WHAT THIS TASK INVOLVES »
Write only the number of lines in the entries below that contain the string "ListingFilter".
BEGIN RECORDS TO USE
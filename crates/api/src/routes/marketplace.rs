//! Marketplace listing routes.

use axum::{
    Json,
    extract::{Path, Query, State},
};
use rust_decimal::Decimal;
use serde::{Deserialize, Serialize};
use serde_json::{Value, json};

use grow_smart_core::{ListingId, UserId};

use crate::db::listings::{ListingFilter, ListingRepository, ListingUpdate, NewListing, PAGE_SIZE};
use crate::error::{AppError, Result};
use crate::middleware::RequireAuth;
use crate::models::Listing;
use crate::state::AppState;

/// Query parameters for browsing listings.
#[derive(Debug, Deserialize)]
pub struct BrowseQuery {
    pub crop: Option<String>,
    pub district: Option<String>,
    pub max_price: Option<Decimal>,
    #[serde(default)]
    pub page: u32,
}

/// One page of listings.
#[derive(Debug, Serialize)]
pub struct BrowseResponse {
    pub listings: Vec<Listing>,
    pub page: u32,
    pub page_size: i64,
}

/// Browse active listings, newest first.
///
/// GET /api/listings?crop=&district=&max_price=&page=
///
/// # Errors
///
/// Returns 500 if the query fails.
pub async fn browse(
    State(state): State<AppState>,
    Query(query): Query<BrowseQuery>,
) -> Result<Json<BrowseResponse>> {
    let page = query.page.max(1);
    let filter = ListingFilter {
        crop: query.crop,
        district: query.district,
        max_price: query.max_price,
        page,
    };

    let listings = ListingRepository::new(state.pool()).browse(&filter).await?;

    Ok(Json(BrowseResponse {
        listings,
        page,
        page_size: PAGE_SIZE,
    }))
}

/// Get one listing.
///
/// GET /api/listings/{id}
///
/// # Errors
///
/// Returns 404 for an unknown listing.
pub async fn get(
    State(state): State<AppState>,
    Path(id): Path<ListingId>,
) -> Result<Json<Listing>> {
    let listing = ListingRepository::new(state.pool())
        .get(id)
        .await?
        .ok_or_else(|| AppError::NotFound(format!("listing {id}")))?;

    Ok(Json(listing))
}

/// Request to create a listing.
#[derive(Debug, Deserialize)]
pub struct CreateListingRequest {
    pub crop_name: String,
    pub description: Option<String>,
    pub quantity_kg: Decimal,
    pub price_per_kg: Decimal,
    pub district: String,
}

/// Create a listing for the logged-in seller.
///
/// POST /api/listings
///
/// # Errors
///
/// Returns 400 for invalid fields.
pub async fn create(
    State(state): State<AppState>,
    RequireAuth(current): RequireAuth,
    Json(req): Json<CreateListingRequest>,
) -> Result<Json<Listing>> {
    if req.crop_name.trim().is_empty() {
        return Err(AppError::BadRequest("crop_name is required".to_owned()));
    }
    if req.district.trim().is_empty() {
        return Err(AppError::BadRequest("district is required".to_owned()));
    }
    if req.quantity_kg <= Decimal::ZERO {
        return Err(AppError::BadRequest(
            "quantity_kg must be positive".to_owned(),
        ));
    }
    if req.price_per_kg <= Decimal::ZERO {
        return Err(AppError::BadRequest(
            "price_per_kg must be positive".to_owned(),
        ));
    }

    let listing = ListingRepository::new(state.pool())
        .create(
            current.id,
            NewListing {
                crop_name: req.crop_name.trim().to_owned(),
                description: req.description,
                quantity_kg: req.quantity_kg,
                price_per_kg: req.price_per_kg,
                district: req.district.trim().to_owned(),
            },
        )
        .await?;

    tracing::info!(listing_id = %listing.id, seller_id = %current.id, "Listing created");
    Ok(Json(listing))
}

/// Request to update a listing.
#[derive(Debug, Deserialize)]
pub struct UpdateListingRequest {
    pub description: Option<String>,
    pub price_per_kg: Option<Decimal>,
    pub district: Option<String>,
}

/// Update the seller-editable fields of an owned listing.
///
/// PUT /api/listings/{id}
///
/// # Errors
///
/// Returns 404 for an unknown listing, 403 if it is owned by someone else.
pub async fn update(
    State(state): State<AppState>,
    RequireAuth(current): RequireAuth,
    Path(id): Path<ListingId>,
    Json(req): Json<UpdateListingRequest>,
) -> Result<Json<Listing>> {
    if let Some(price) = req.price_per_kg
        && price <= Decimal::ZERO
    {
        return Err(AppError::BadRequest(
            "price_per_kg must be positive".to_owned(),
        ));
    }

    let repo = ListingRepository::new(state.pool());
    check_owner(&repo, id, current.id).await?;

    let listing = repo
        .update(
            id,
            current.id,
            ListingUpdate {
                description: req.description,
                price_per_kg: req.price_per_kg,
                district: req.district,
            },
        )
        .await?;

    Ok(Json(listing))
}

/// Withdraw an owned listing from the marketplace.
///
/// DELETE /api/listings/{id}
///
/// The row is kept (orders reference it); only the status changes.
///
/// # Errors
///
/// Returns 404 for an unknown listing, 403 if it is owned by someone else.
pub async fn withdraw(
    State(state): State<AppState>,
    RequireAuth(current): RequireAuth,
    Path(id): Path<ListingId>,
) -> Result<Json<Value>> {
    let repo = ListingRepository::new(state.pool());
    check_owner(&repo, id, current.id).await?;

    repo.withdraw(id, current.id).await?;

    tracing::info!(listing_id = %id, seller_id = %current.id, "Listing withdrawn");
    Ok(Json(json!({ "status": "withdrawn" })))
}

/// 404 for an unknown listing, 403 when `user_id` is not the seller.
///
/// The repository `WHERE` clauses re-check ownership, so a listing that
/// changes hands between this check and the write still cannot be touched.
async fn check_owner(
    repo: &ListingRepository<'_>,
    id: ListingId,
    user_id: UserId,
) -> Result<()> {
    let listing = repo
        .get(id)
        .await?
        .ok_or_else(|| AppError::NotFound(format!("listing {id}")))?;

    if listing.seller_id != user_id {
        return Err(AppError::Forbidden(
            "only the seller may modify this listing".to_owned(),
        ));
    }

    Ok(())
}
END RECORDS TO USE
ANSWER TO THIS PROBLEM »
2